Find and copy each line of the listing below that has the word "replace" in it.

▸ Listed records:
[Start of Attachment]

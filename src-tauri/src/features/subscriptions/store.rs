use super::models::Subscription;
use super::source::SubscriptionSource;
use crate::shared::errors::{AppError, AppResult};
use log::{info, warn};
use std::sync::{Arc, RwLock};
use tokio::sync::Mutex;

/// 読み込み中のステータスメッセージ
pub const STATUS_LOADING: &str = "正在載入訂閱資料...";

/// 一覧の変更通知を受け取るオブザーバー
pub trait StoreObserver: Send + Sync {
    fn records_changed(&self, records: &[Subscription]);
    fn status_changed(&self, message: &str);
}

/// メモリ上のサブスクリプション一覧
///
/// 更新は`refresh_lock`で直列化され、一覧の差し替えは1回の代入で行う。
/// 取得に失敗した場合は既存の一覧をそのまま残す。
pub struct SubscriptionStore {
    records: RwLock<Vec<Subscription>>,
    status: RwLock<String>,
    refresh_lock: Mutex<()>,
    observer: Option<Arc<dyn StoreObserver>>,
}

impl Default for SubscriptionStore {
    fn default() -> Self {
        Self::new()
    }
}

impl SubscriptionStore {
    pub fn new() -> Self {
        Self {
            records: RwLock::new(Vec::new()),
            status: RwLock::new(String::new()),
            refresh_lock: Mutex::new(()),
            observer: None,
        }
    }

    pub fn with_observer(observer: Arc<dyn StoreObserver>) -> Self {
        Self {
            observer: Some(observer),
            ..Self::new()
        }
    }

    /// 現在の一覧のコピーを取得する
    pub fn snapshot(&self) -> AppResult<Vec<Subscription>> {
        self.records
            .read()
            .map(|records| records.clone())
            .map_err(|e| AppError::concurrency(format!("一覧ロックエラー: {e}")))
    }

    /// 現在のステータスメッセージ
    pub fn status_message(&self) -> String {
        self.status
            .read()
            .map(|status| status.clone())
            .unwrap_or_default()
    }

    /// 取得元から一覧を再取得して差し替える
    ///
    /// # 戻り値
    /// 取得した一覧、または失敗時はエラー（既存の一覧は変更されない）
    pub async fn refresh(&self, source: &dyn SubscriptionSource) -> AppResult<Vec<Subscription>> {
        let _guard = self.refresh_lock.lock().await;

        let records = source.fetch_all().await?;
        self.replace(records.clone())?;
        Ok(records)
    }

    /// ステータスメッセージを更新しながら一覧を再取得する（画面からの更新用）
    pub async fn refresh_with_status(
        &self,
        source: &dyn SubscriptionSource,
    ) -> AppResult<Vec<Subscription>> {
        self.set_status(STATUS_LOADING);

        match self.refresh(source).await {
            Ok(records) => {
                self.set_status(&format!("已載入 {} 筆訂閱資料。", records.len()));
                Ok(records)
            }
            Err(e) => {
                warn!(
                    "サブスクリプション一覧の取得に失敗しました: {} (severity={:?})",
                    e.details(),
                    e.severity()
                );
                self.set_status(&status_for_error(&e));
                Err(e)
            }
        }
    }

    fn replace(&self, records: Vec<Subscription>) -> AppResult<()> {
        {
            let mut guard = self
                .records
                .write()
                .map_err(|e| AppError::concurrency(format!("一覧ロックエラー: {e}")))?;
            *guard = records;
            info!("サブスクリプション一覧を更新しました: count={}", guard.len());

            if let Some(observer) = &self.observer {
                observer.records_changed(&guard);
            }
        }
        Ok(())
    }

    fn set_status(&self, message: &str) {
        match self.status.write() {
            Ok(mut status) => *status = message.to_string(),
            Err(e) => {
                warn!("ステータスロックエラー: {e}");
                return;
            }
        }

        if let Some(observer) = &self.observer {
            observer.status_changed(message);
        }
    }
}

/// エラーに対応する画面表示用ステータスメッセージ
pub fn status_for_error(error: &AppError) -> String {
    match error {
        AppError::Configuration(_) => error.user_message().to_string(),
        AppError::Backend(message) => format!("載入失敗：{message}"),
        other => format!("發生錯誤：{}", other.user_message()),
    }
}
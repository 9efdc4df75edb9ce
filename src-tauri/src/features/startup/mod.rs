/// 起動オプションとログイン時の自動起動
pub mod autostart;
pub mod launch;

pub use autostart::ensure_run_on_startup;
pub use launch::LaunchOptions;
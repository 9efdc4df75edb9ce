/// バックグラウンド起動を指定する引数
pub const BACKGROUND_FLAG: &str = "/background";

const BACKGROUND_FLAGS: &[&str] = &[BACKGROUND_FLAG, "-background"];

/// 起動オプション
#[derive(Debug, Clone, Copy, Default, PartialEq, Eq)]
pub struct LaunchOptions {
    /// ウィンドウを表示せずトレイのみで起動する
    pub run_hidden: bool,
}

impl LaunchOptions {
    /// コマンドライン引数から起動オプションを解析する
    ///
    /// `/background` または `-background`（大文字小文字を区別しない）があれば非表示起動。
    pub fn from_args<I, S>(args: I) -> Self
    where
        I: IntoIterator<Item = S>,
        S: AsRef<str>,
    {
        let run_hidden = args.into_iter().any(|arg| {
            BACKGROUND_FLAGS
                .iter()
                .any(|flag| arg.as_ref().eq_ignore_ascii_case(flag))
        });

        Self { run_hidden }
    }

    /// 現在のプロセスの引数から解析する
    pub fn from_env() -> Self {
        Self::from_args(std::env::args().skip(1))
    }
}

[End of Attachment]

▸ Output:
        self.replace(records.clone())?;
    fn replace(&self, records: Vec<Subscription>) -> AppResult<()> {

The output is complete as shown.